• _YOUR INSTRUCTIONS_:
Your answer should consist of the lines in the data below that contain "React".
──────── RECORDS FOR THIS TASK ────────
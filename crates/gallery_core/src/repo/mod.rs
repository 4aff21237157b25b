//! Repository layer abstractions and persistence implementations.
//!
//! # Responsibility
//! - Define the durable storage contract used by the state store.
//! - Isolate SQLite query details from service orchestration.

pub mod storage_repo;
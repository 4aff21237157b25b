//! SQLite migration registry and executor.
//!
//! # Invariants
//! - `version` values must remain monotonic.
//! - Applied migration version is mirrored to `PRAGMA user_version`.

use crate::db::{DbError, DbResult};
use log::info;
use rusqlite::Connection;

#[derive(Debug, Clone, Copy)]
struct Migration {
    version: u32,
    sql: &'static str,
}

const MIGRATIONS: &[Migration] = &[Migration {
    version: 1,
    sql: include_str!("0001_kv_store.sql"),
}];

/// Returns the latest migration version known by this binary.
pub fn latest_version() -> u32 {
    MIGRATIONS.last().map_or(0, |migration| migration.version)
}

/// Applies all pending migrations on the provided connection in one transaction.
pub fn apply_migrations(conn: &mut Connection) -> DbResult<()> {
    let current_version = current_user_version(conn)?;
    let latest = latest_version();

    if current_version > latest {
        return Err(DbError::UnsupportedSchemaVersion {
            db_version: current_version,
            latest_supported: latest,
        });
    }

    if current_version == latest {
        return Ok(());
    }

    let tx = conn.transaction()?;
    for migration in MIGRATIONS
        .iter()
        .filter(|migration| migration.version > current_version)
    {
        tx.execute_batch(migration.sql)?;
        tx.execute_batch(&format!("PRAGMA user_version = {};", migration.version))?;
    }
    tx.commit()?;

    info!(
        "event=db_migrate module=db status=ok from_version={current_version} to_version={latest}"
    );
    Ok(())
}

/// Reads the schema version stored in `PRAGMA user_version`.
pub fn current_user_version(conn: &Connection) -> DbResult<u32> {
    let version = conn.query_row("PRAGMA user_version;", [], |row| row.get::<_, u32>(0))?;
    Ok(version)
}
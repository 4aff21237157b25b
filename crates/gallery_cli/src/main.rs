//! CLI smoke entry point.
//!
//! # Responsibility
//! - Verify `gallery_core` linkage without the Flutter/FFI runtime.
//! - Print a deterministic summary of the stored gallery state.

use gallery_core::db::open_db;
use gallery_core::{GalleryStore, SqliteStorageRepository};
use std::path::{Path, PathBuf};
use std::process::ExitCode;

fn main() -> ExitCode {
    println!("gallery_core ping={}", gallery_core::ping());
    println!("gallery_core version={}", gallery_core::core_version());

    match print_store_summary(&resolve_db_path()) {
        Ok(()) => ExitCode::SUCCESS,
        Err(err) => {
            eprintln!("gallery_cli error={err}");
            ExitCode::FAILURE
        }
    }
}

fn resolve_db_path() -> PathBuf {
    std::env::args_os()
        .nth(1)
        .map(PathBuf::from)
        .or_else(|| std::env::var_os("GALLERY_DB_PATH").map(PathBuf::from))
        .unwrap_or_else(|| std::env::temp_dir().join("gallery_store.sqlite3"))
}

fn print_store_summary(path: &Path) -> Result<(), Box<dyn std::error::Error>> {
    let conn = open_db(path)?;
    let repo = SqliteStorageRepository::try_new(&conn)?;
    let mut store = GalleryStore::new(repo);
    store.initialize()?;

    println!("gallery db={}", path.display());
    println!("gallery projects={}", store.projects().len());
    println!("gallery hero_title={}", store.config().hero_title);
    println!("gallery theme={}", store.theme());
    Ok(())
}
────────
──────── RECORDS FOR THIS TASK ────────
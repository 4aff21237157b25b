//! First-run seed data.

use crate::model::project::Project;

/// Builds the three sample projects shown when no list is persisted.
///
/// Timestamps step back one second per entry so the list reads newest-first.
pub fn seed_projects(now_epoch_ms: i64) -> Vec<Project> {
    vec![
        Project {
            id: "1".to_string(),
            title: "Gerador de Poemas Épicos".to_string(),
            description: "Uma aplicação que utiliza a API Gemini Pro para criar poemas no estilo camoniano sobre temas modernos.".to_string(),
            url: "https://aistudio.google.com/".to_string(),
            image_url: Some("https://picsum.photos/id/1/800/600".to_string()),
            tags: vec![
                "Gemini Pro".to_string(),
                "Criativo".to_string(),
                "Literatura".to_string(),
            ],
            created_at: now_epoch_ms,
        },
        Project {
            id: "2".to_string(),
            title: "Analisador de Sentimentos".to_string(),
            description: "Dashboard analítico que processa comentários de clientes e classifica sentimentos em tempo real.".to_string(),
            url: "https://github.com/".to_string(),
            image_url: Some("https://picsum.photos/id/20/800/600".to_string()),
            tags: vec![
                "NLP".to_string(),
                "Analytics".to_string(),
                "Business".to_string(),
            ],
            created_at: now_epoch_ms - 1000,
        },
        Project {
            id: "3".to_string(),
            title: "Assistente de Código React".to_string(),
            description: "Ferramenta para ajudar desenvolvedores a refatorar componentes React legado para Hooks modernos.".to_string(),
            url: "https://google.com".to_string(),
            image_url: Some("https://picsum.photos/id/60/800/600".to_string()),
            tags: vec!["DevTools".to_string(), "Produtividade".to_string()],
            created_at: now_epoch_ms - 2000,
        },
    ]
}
────────
──────── RECORDS FOR THIS TASK ────────
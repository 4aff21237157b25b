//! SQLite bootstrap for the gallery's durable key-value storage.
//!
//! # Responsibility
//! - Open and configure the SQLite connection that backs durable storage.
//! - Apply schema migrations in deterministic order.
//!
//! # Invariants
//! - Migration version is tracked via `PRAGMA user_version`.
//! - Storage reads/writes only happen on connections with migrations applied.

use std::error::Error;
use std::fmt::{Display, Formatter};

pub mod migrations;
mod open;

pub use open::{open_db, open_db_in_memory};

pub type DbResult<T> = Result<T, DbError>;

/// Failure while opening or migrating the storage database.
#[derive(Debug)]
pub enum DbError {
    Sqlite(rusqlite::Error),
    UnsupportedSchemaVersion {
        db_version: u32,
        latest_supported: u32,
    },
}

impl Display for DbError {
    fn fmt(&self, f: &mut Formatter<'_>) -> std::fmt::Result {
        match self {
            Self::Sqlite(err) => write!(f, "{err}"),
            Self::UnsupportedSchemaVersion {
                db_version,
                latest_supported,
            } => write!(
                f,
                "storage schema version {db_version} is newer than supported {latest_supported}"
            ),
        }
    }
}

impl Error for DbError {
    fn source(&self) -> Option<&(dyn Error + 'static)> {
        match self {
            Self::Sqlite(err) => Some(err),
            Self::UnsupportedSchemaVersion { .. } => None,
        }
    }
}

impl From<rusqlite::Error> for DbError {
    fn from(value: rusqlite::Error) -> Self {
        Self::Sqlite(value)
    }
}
────────
• _OUTPUT BELOW_:
            title: "Assistente de Código React".to_string(),
            description: "Ferramenta para ajudar desenvolvedores a refatorar componentes React legado para Hooks modernos.".to_string(),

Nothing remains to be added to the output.